TASK DIRECTIONS: Would you transcribe the records word for word, please?

(Stored items)
· · ·

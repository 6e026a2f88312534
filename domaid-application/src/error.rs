use domaid_domain::error::DomainError;

/// 应用层错误
///
/// 基础设施故障与路由问题以 `Err(AppError)` 传递；
/// 可预期的业务失败（如提交未生效）以 [`Outcome`](crate::outcome::Outcome) 表达。
#[non_exhaustive]
#[derive(thiserror::Error, Debug)]
pub enum AppError {
    #[error("domain: {0}")]
    Domain(#[from] DomainError),

    #[error("validation: {0}")]
    Validation(String),

    #[error("handler not found: {0}")]
    HandlerNotFound(&'static str),

    #[error("handler already registered: command={command}")]
    AlreadyRegisteredCommand { command: &'static str },

    #[error("handler already registered: query={query}")]
    AlreadyRegisteredQuery { query: &'static str },

    #[error("type mismatch: expected={expected}, found={found}")]
    TypeMismatch {
        expected: &'static str,
        found: &'static str,
    },

    #[error("cancelled: {operation}")]
    Cancelled { operation: &'static str },

    #[error("outcome failed: {0}")]
    Failed(String),
}

pub type AppResult<T> = Result<T, AppError>;

#[cfg(test)]
mod tests {
    use super::*;

    #[test]
    fn domain_errors_convert_with_question_mark() {
        fn inner() -> AppResult<()> {
            Err(DomainError::unit_of_work("lost connection"))?;
            Ok(())
        }

        let err = inner().unwrap_err();
        assert!(matches!(err, AppError::Domain(DomainError::UnitOfWork { .. })));
        assert!(err.to_string().contains("lost connection"));
    }

    #[test]
    fn cancelled_names_the_operation() {
        let err = AppError::Cancelled { operation: "send" };
        assert_eq!(err.to_string(), "cancelled: send");
    }
}
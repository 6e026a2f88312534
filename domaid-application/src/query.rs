use crate::dto::Dto;

/// 应用层查询（Query）
///
/// 表达只读意图，不改变领域状态。
/// - 结果返回 [`Dto`](crate::dto::Dto)；
/// - 与 [`Command`](crate::command::Command) 相对，`Query` 应避免副作用。
pub trait Query: Send + Sync + 'static {
    /// 查询的稳定名称（建议常量字符串，不随重构变化）
    const NAME: &'static str;

    /// 查询返回的数据传输对象
    type Dto: Dto;
}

· · ·

ANSWER BOX:
repository 6e026a2f88312534
filename domaid-application/src/error.rs
use domaid_domain::error::DomainError;

/// 应用层错误
///
/// 基础设施故障与路由问题以 `Err(AppError)` 传递；
/// 可预期的业务失败（如提交未生效）以 [`Outcome`](crate::outcome::Outcome) 表达。
#[non_exhaustive]
#[derive(thiserror::Error, Debug)]
pub enum AppError {
    #[error("domain: {0}")]
    Domain(#[from] DomainError),

    #[error("validation: {0}")]
    Validation(String),

    #[error("handler not found: {0}")]
    HandlerNotFound(&'static str),

    #[error("handler already registered: command={command}")]
    AlreadyRegisteredCommand { command: &'static str },

    #[error("handler already registered: query={query}")]
    AlreadyRegisteredQuery { query: &'static str },

    #[error("type mismatch: expected={expected}, found={found}")]
    TypeMismatch {
        expected: &'static str,
        found: &'static str,
    },

    #[error("cancelled: {operation}")]
    Cancelled { operation: &'static str },

    #[error("outcome failed: {0}")]
    Failed(String),
}

pub type AppResult<T> = Result<T, AppError>;

#[cfg(test)]
mod tests {
    use super::*;

    #[test]
    fn domain_errors_convert_with_question_mark() {
        fn inner() -> AppResult<()> {
            Err(DomainError::unit_of_work("lost connection"))?;
            Ok(())
        }

        let err = inner().unwrap_err();
        assert!(matches!(err, AppError::Domain(DomainError::UnitOfWork { .. })));
        assert!(err.to_string().contains("lost connection"));
    }

    #[test]
    fn cancelled_names_the_operation() {
        let err = AppError::Cancelled { operation: "send" };
        assert_eq!(err.to_string(), "cancelled: send");
    }
}
repository 6e026a2f88312534
filename domaid-application/src/query.rs
use crate::dto::Dto;

/// 应用层查询（Query）
///
/// 表达只读意图，不改变领域状态。
/// - 结果返回 [`Dto`](crate::dto::Dto)；
/// - 与 [`Command`](crate::command::Command) 相对，`Query` 应避免副作用。
pub trait Query: Send + Sync + 'static {
    /// 查询的稳定名称（建议常量字符串，不随重构变化）
    const NAME: &'static str;

    /// 查询返回的数据传输对象
    type Dto: Dto;
}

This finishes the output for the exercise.